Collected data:

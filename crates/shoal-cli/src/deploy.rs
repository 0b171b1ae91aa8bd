//! Deploying plans on this host and uploading the results to the registry.

use std::collections::HashMap;
use std::path::{Path, PathBuf};
use std::sync::Arc;

use anyhow::{Context, Result, bail};
use serde::Serialize;
use serde_json::Value;
use shoal_agent::{HostedRuntimes, RegistryClient};
use shoal_core::DeployResult;
use shoal_deployer::{CommandHandlerResolver, Deployer, Provider, ProviderFactory};

use crate::config::ShoalConfig;

/// A service definitions file and the plan deploying them.
#[derive(Debug, Clone)]
pub struct DeployJob {
    pub definitions: PathBuf,
    pub plan: PathBuf,
}

impl DeployJob {
    /// Pair up `definitions plan [definitions plan]...`.
    pub fn pairs(files: &[PathBuf]) -> Result<Vec<Self>> {
        if files.len() % 2 != 0 {
            bail!(
                "expected <definitions> <plan> pairs, got {} file(s)",
                files.len()
            );
        }
        Ok(files
            .chunks(2)
            .map(|pair| Self {
                definitions: pair[0].clone(),
                plan: pair[1].clone(),
            })
            .collect())
    }
}

#[derive(Debug, Serialize)]
pub struct Deployment {
    pub plan: PathBuf,
    pub result: DeployResult,
    /// Registry row ids, one per runtime entry in result order.
    pub runtime_ids: Vec<String>,
}

#[derive(Debug, Serialize)]
pub struct FailedDeployment {
    pub plan: PathBuf,
    pub error: String,
}

#[derive(Debug, Serialize)]
pub struct DeployReport {
    pub host_id: String,
    pub deployments: Vec<Deployment>,
    #[serde(skip_serializing_if = "Vec::is_empty")]
    pub failed: Vec<FailedDeployment>,
}

impl DeployReport {
    /// Remember every uploaded runtime so the agent can tear it down later.
    pub async fn record_into(&self, runtimes: &HostedRuntimes) {
        for deployment in &self.deployments {
            runtimes
                .record(&deployment.result, &deployment.runtime_ids)
                .await;
        }
    }
}

/// Runs deploy jobs for one host. Each job deploys and uploads on its own; a
/// failed job does not stop the ones after it.
pub struct HostDeployer {
    deployer: Deployer,
    client: Arc<dyn RegistryClient>,
    providers: HashMap<String, Arc<dyn Provider>>,
}

impl HostDeployer {
    pub fn new(config: &ShoalConfig, client: Arc<dyn RegistryClient>) -> Self {
        let mut handlers = CommandHandlerResolver::new();
        if let Some(interpreter) = &config.deploy.interpreter {
            handlers = handlers.with_interpreter(interpreter.clone());
        }
        let deployer = Deployer::new(ProviderFactory::with_defaults(), Arc::new(handlers))
            .with_base_dir(&config.deploy.base_dir);
        Self {
            deployer,
            client,
            providers: HashMap::new(),
        }
    }

    /// Provider instances that took part in a successful job, by name.
    pub fn providers(&self) -> &HashMap<String, Arc<dyn Provider>> {
        &self.providers
    }

    pub async fn run(&mut self, host_id: &str, jobs: &[DeployJob]) -> DeployReport {
        let mut report = DeployReport {
            host_id: host_id.to_string(),
            deployments: Vec::new(),
            failed: Vec::new(),
        };
        for job in jobs {
            match self.run_one(host_id, job).await {
                Ok(deployment) => report.deployments.push(deployment),
                Err(e) => {
                    let error = format!("{e:#}");
                    tracing::error!(plan = %job.plan.display(), error = %error, "Deploy failed");
                    report.failed.push(FailedDeployment {
                        plan: job.plan.clone(),
                        error,
                    });
                }
            }
        }
        report
    }

    async fn run_one(&mut self, host_id: &str, job: &DeployJob) -> Result<Deployment> {
        let definitions: Value = read_json(&job.definitions)?;
        let Some(result) = self.deployer.deploy(&job.plan, &definitions).await? else {
            bail!(
                "nothing to deploy: {} must list applications and {} must be a list",
                job.plan.display(),
                job.definitions.display()
            );
        };

        for name in result
            .values()
            .flatten()
            .flat_map(|record| &record.entries)
            .map(|entry| entry.provider_name.as_str())
        {
            if let Some(instance) = self.deployer.factory().instance(name) {
                self.providers.insert(name.to_string(), instance);
            }
        }

        let runtime_ids = self
            .client
            .upload_service_deploy_result(&result, host_id)
            .await
            .context("failed to upload deploy result")?;
        tracing::info!(
            host_id,
            plan = %job.plan.display(),
            runtimes = runtime_ids.len(),
            "Deploy result uploaded"
        );
        Ok(Deployment {
            plan: job.plan.clone(),
            result,
            runtime_ids,
        })
    }
}

pub fn read_json<T: serde::de::DeserializeOwned>(path: &Path) -> Result<T> {
    let content = std::fs::read_to_string(path)
        .with_context(|| format!("failed to read {}", path.display()))?;
    serde_json::from_str(&content).with_context(|| format!("failed to parse {}", path.display()))
}

#[cfg(test)]
mod tests {
    use super::*;

    #[test]
    fn files_pair_up_in_order() {
        let files: Vec<PathBuf> = ["a.json", "a-plan.json", "b.json", "b-plan.json"]
            .iter()
            .map(PathBuf::from)
            .collect();
        let jobs = DeployJob::pairs(&files).unwrap();
        assert_eq!(jobs.len(), 2);
        assert_eq!(jobs[1].definitions, PathBuf::from("b.json"));
        assert_eq!(jobs[1].plan, PathBuf::from("b-plan.json"));
    }

    #[test]
    fn odd_file_count_is_rejected() {
        let files = vec![PathBuf::from("a.json")];
        let err = DeployJob::pairs(&files).unwrap_err();
        assert!(err.to_string().contains("pairs"));
    }
}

#### TASK TO COMPLETE
From the data, collect all lines where the string "error" appears.

#### WRITTEN SOLUTION
    pub error: String,
                    let error = format!("{e:#}");
                    tracing::error!(plan = %job.plan.display(), error = %error, "Deploy failed");
                        error,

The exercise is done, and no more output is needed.